Yang Chinglai, Ye Ling, Compans Richard W
Department of Microbiology and Immunology and Emory Vaccine Center, Emory University School of Medicine, 1510 Clifton Road, Atlanta, GA 30322, USA.
Expert Rev Vaccines. 2008 Apr;7(3):333-44. doi: 10.1586/14760584.7.3.333.

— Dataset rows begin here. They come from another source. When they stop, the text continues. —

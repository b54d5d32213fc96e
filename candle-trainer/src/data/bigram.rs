use std::collections::HashMap;

/// Adjacent pairs of a sentence.
pub fn bigrams(sentence: &[u32]) -> impl Iterator<Item = (u32, u32)> + '_ {
    sentence.windows(2).map(|w| (w[0], w[1]))
}

/// Bigram ids for fastText-style n-gram features.
///
/// Ids start right after the unigram vocabulary, in first-seen order.
#[derive(Clone, Debug)]
pub struct BigramTable {
    ids: HashMap<(u32, u32), u32>,
    offset: u32,
}

impl BigramTable {
    pub fn build<'a>(sentences: impl IntoIterator<Item = &'a Vec<u32>>, offset: u32) -> Self {
        let mut ids = HashMap::new();
        let mut next = offset;
        for sentence in sentences {
            for bigram in bigrams(sentence) {
                ids.entry(bigram).or_insert_with(|| {
                    next += 1;
                    next - 1
                });
            }
        }
        tracing::info!(bigrams = ids.len(), "built bigram table");
        Self { ids, offset }
    }

    pub fn len(&self) -> usize {
        self.ids.len()
    }

    pub fn is_empty(&self) -> bool {
        self.ids.is_empty()
    }

    pub fn get(&self, bigram: (u32, u32)) -> Option<u32> {
        self.ids.get(&bigram).copied()
    }

    /// Embedding rows needed for unigrams plus bigrams (one spare row at the end).
    pub fn vocab_size(&self) -> usize {
        self.offset as usize + self.ids.len() + 1
    }

    /// The sentence followed by the ids of its known bigrams.
    pub fn augment(&self, sentence: &[u32]) -> Vec<u32> {
        let mut out = sentence.to_vec();
        out.extend(bigrams(sentence).filter_map(|b| self.get(b)));
        out
    }
}
//! Trainer configuration.

use crate::metrics::{Computation, MetricSet};
use crate::plot::PlotFormat;
use crate::InputSpec;
use candle::Device;
use std::path::PathBuf;

pub struct TrainerConfig {
    /// Input placeholders, in the order batch sources yield them.
    pub inputs: Vec<InputSpec>,
    /// Named metrics; empty means "track the loss".
    pub metrics: MetricSet,
    /// Directory for series files, plots and snapshots.
    pub save_path: PathBuf,
    /// Epochs already completed, e.g. when resuming.
    pub current_epoch: usize,
    pub device: Device,
    pub plot_format: PlotFormat,
    /// Emit the running metrics through `tracing` every n batches (0 disables).
    pub log_every_n_steps: usize,
    /// Draw a progress bar on the terminal.
    pub progress_bar: bool,
}

impl Default for TrainerConfig {
    fn default() -> Self {
        Self {
            inputs: Vec::new(),
            metrics: MetricSet::new(),
            save_path: PathBuf::from("log"),
            current_epoch: 0,
            device: Device::Cpu,
            plot_format: PlotFormat::default(),
            log_every_n_steps: 0,
            progress_bar: true,
        }
    }
}

impl TrainerConfig {
    pub fn new() -> Self {
        Self::default()
    }

    pub fn inputs(mut self, inputs: Vec<InputSpec>) -> Self {
        self.inputs = inputs;
        self
    }

    pub fn metric(mut self, name: impl Into<String>, computation: impl Computation + 'static) -> Self {
        self.metrics = self.metrics.with(name, computation);
        self
    }

    pub fn metrics(mut self, metrics: MetricSet) -> Self {
        self.metrics = metrics;
        self
    }

    pub fn save_path(mut self, path: impl Into<PathBuf>) -> Self {
        self.save_path = path.into();
        self
    }

    pub fn current_epoch(mut self, epoch: usize) -> Self {
        self.current_epoch = epoch;
        self
    }

    pub fn device(mut self, device: Device) -> Self {
        self.device = device;
        self
    }

    pub fn plot_format(mut self, format: PlotFormat) -> Self {
        self.plot_format = format;
        self
    }

    pub fn log_every_n_steps(mut self, n: usize) -> Self {
        self.log_every_n_steps = n;
        self
    }

    pub fn progress_bar(mut self, enabled: bool) -> Self {
        self.progress_bar = enabled;
        self
    }
}
//! Shared helpers for the training programs under `examples/`.

use candle::{Device, Result, Tensor};

/// Where the computation runs.
#[derive(clap::ValueEnum, Clone, Copy, Debug, Default, PartialEq, Eq)]
pub enum Context {
    #[default]
    Cpu,
    Cuda,
}

pub fn device(context: Context, device_id: usize) -> Result<Device> {
    match context {
        Context::Cpu => Ok(Device::Cpu),
        Context::Cuda => Device::new_cuda(device_id),
    }
}

/// Log everything at `info` unless `RUST_LOG` says otherwise.
pub fn init_tracing() {
    let filter = tracing_subscriber::EnvFilter::try_from_default_env()
        .unwrap_or_else(|_| tracing_subscriber::EnvFilter::new("info"));
    tracing_subscriber::fmt().with_env_filter(filter).init();
}

/// 1.0 for every non-padding id, 0.0 for padding (id 0).
pub fn mask(ids: &Tensor) -> Result<Tensor> {
    ids.ne(0u32)?.to_dtype(candle::DType::F32)
}
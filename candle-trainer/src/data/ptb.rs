use super::vocab::{Vocabulary, VocabularyBuilder};
use candle::Result;
use std::path::Path;

pub const PAD: &str = "pad";
pub const EOS: &str = "<eos>";
pub const BOS: &str = "<bos>";

#[derive(Clone, Copy, Debug, Default)]
pub struct PtbOptions {
    /// Start every sentence with `<bos>` (index 2).
    pub with_bos: bool,
    /// Also build a character vocabulary over the raw text.
    pub return_char_info: bool,
}

/// Penn Treebank splits as sentences of word indices, each ending with `<eos>`.
#[derive(Clone, Debug)]
pub struct PtbDataset {
    pub train: Vec<Vec<u32>>,
    pub valid: Vec<Vec<u32>>,
    pub test: Vec<Vec<u32>>,
    pub words: Vocabulary,
    pub chars: Option<Vocabulary>,
}

impl PtbDataset {
    /// Read `ptb.train.txt`, `ptb.valid.txt` and `ptb.test.txt` from `dir`.
    pub fn load(dir: impl AsRef<Path>, options: PtbOptions) -> Result<Self> {
        let dir = dir.as_ref();
        let read = |split: &str| {
            let path = dir.join(format!("ptb.{split}.txt"));
            std::fs::read_to_string(&path)
                .map_err(|e| candle::Error::Msg(format!("cannot read {}: {e}", path.display())))
        };
        let (train, valid, test) = (read("train")?, read("valid")?, read("test")?);
        Ok(Self::from_texts([&train, &valid, &test], options))
    }

    /// Build the dataset from the raw train, valid and test texts.
    ///
    /// The word vocabulary grows across the splits in that order.
    pub fn from_texts(texts: [&str; 3], options: PtbOptions) -> Self {
        let mut words = VocabularyBuilder::new();
        words.add(PAD);
        words.add(EOS);
        if options.with_bos {
            words.add(BOS);
        }
        let mut chars = options.return_char_info.then(|| {
            let mut b = VocabularyBuilder::new();
            b.add(" ");
            b
        });

        let [train, valid, test] = texts.map(|text| {
            if let Some(chars) = chars.as_mut() {
                for c in text.chars().filter(|c| *c != '\n') {
                    chars.add(c.encode_utf8(&mut [0; 4]));
                }
            }
            sentences(text, &mut words, options.with_bos)
        });

        let split_sizes = [train.len(), valid.len(), test.len()];
        tracing::info!(vocab = words.len(), ?split_sizes, "loaded ptb");
        Self {
            train,
            valid,
            test,
            words: words.build(),
            chars: chars.map(VocabularyBuilder::build),
        }
    }
}

fn sentences(text: &str, words: &mut VocabularyBuilder, with_bos: bool) -> Vec<Vec<u32>> {
    let bos = with_bos.then(|| words.add(BOS));
    let eos = words.add(EOS);
    let start = || bos.into_iter().collect::<Vec<u32>>();

    let mut out = Vec::new();
    let mut sentence = start();
    for line in text.split_inclusive('\n') {
        for word in line.split_whitespace() {
            let idx = words.add(word);
            sentence.push(idx);
            if idx == eos {
                out.push(std::mem::replace(&mut sentence, start()));
            }
        }
        // a last line without a newline is unfinished: its words join the
        // vocabulary but it yields no sentence
        if line.ends_with('\n') {
            sentence.push(eos);
            out.push(std::mem::replace(&mut sentence, start()));
        }
    }
    out
}
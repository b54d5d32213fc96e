//! Metrics for tracking training progress.

use crate::StepOutput;
use candle::{DType, Result, Tensor};

/// A scalar node evaluated on every batch.
pub trait Computation {
    fn forward(&self, step: &StepOutput) -> Result<Tensor>;

    /// True when this computation is the session loss itself.
    fn is_loss(&self) -> bool {
        false
    }
}

/// The loss of the forward pass.
#[derive(Clone, Copy, Debug, Default)]
pub struct Loss;

impl Computation for Loss {
    fn forward(&self, step: &StepOutput) -> Result<Tensor> {
        Ok(step.loss.clone())
    }

    fn is_loss(&self) -> bool {
        true
    }
}

/// A named output of the forward pass, see [`StepOutput::with_output`].
#[derive(Clone, Debug)]
pub struct Output(pub String);

impl Output {
    pub fn new(name: impl Into<String>) -> Self {
        Self(name.into())
    }
}

impl Computation for Output {
    fn forward(&self, step: &StepOutput) -> Result<Tensor> {
        step.output(&self.0).cloned()
    }
}

impl<F> Computation for F
where
    F: Fn(&StepOutput) -> Result<Tensor>,
{
    fn forward(&self, step: &StepOutput) -> Result<Tensor> {
        self(step)
    }
}

/// Ordered name to computation mapping.
#[derive(Default)]
pub struct MetricSet {
    entries: Vec<(String, Box<dyn Computation>)>,
}

impl MetricSet {
    pub fn new() -> Self {
        Self::default()
    }

    pub fn with(mut self, name: impl Into<String>, computation: impl Computation + 'static) -> Self {
        self.entries.push((name.into(), Box::new(computation)));
        self
    }

    pub fn len(&self) -> usize {
        self.entries.len()
    }

    pub fn is_empty(&self) -> bool {
        self.entries.is_empty()
    }

    pub fn names(&self) -> impl Iterator<Item = &str> {
        self.entries.iter().map(|(name, _)| name.as_str())
    }

    pub fn get(&self, name: &str) -> Option<&dyn Computation> {
        self.entries
            .iter()
            .find(|(n, _)| n == name)
            .map(|(_, c)| c.as_ref())
    }

    pub fn iter(&self) -> impl Iterator<Item = (&str, &dyn Computation)> {
        self.entries.iter().map(|(n, c)| (n.as_str(), c.as_ref()))
    }

    /// Position of the first metric bound to the loss.
    pub fn loss_position(&self) -> Option<usize> {
        self.entries.iter().position(|(_, c)| c.is_loss())
    }

    /// Canonical form used by the trainer.
    ///
    /// An empty set becomes `{"loss": Loss}`. Otherwise spaces in names become
    /// hyphens; if two names collide after that, the later computation replaces
    /// the earlier one in its first position.
    pub fn sanitize(self) -> Self {
        if self.entries.is_empty() {
            return Self::new().with("loss", Loss);
        }
        let mut entries: Vec<(String, Box<dyn Computation>)> = Vec::with_capacity(self.entries.len());
        for (name, computation) in self.entries {
            let name = name.replace(' ', "-");
            match entries.iter_mut().find(|(n, _)| *n == name) {
                Some(slot) => {
                    tracing::warn!(metric = %name, "metric names collide after sanitization, keeping the later one");
                    slot.1 = computation;
                }
                None => entries.push((name, computation)),
            }
        }
        Self { entries }
    }
}

/// Reduce a metric node to the scalar that is recorded for a batch.
pub fn scalar(t: &Tensor) -> Result<f64> {
    t.to_dtype(DType::F64)?.mean_all()?.to_scalar::<f64>()
}

/// Per-batch values of one metric over an epoch.
#[derive(Clone, Debug, Default)]
pub struct Mean {
    values: Vec<f64>,
}

impl Mean {
    pub fn update(&mut self, value: f64) {
        self.values.push(value);
    }

    /// Arithmetic mean of the recorded values, NaN when empty.
    pub fn compute(&self) -> f64 {
        if self.values.is_empty() {
            return f64::NAN;
        }
        self.values.iter().sum::<f64>() / self.values.len() as f64
    }
}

Significant progress has been made in vaccine development against infection by Ebola and Marburg viruses, members of the Filoviridae, which cause severe hemorrhagic fevers in humans with no effective treatment and a mortality rate of up to 90%. Several vaccine strategies have been shown to effectively protect immunized animals against filovirus infection. Among these candidate vaccine strategies, virus-like particles represent a promising approach and have been shown to protect small laboratory animals as well as nonhuman primates against lethal challenge by Ebola and/or Marburg viruses. This review briefly summarizes filovirus epidemiology and pathogenesis, and focuses on the discussion of recent advances in filovirus vaccine development and the current understanding of protective immune responses against filovirus infection with an emphasis on the progress and challenge of filovirus virus-like particle vaccine development.
在针对丝状病毒科成员埃博拉病毒和马尔堡病毒感染的疫苗研发方面已取得重大进展,这些病毒会导致人类严重出血热,且没有有效的治疗方法,死亡率高达90%。几种疫苗策略已被证明能有效保护免疫动物免受丝状病毒感染。在这些候选疫苗策略中,病毒样颗粒是一种有前景的方法,已被证明能保护小型实验动物以及非人灵长类动物免受埃博拉病毒和/或马尔堡病毒的致死性攻击。本文综述简要总结了丝状病毒的流行病学和发病机制,并着重讨论丝状病毒疫苗研发的最新进展以及目前对丝状病毒感染保护性免疫反应的认识,重点是丝状病毒病毒样颗粒疫苗研发的进展和挑战。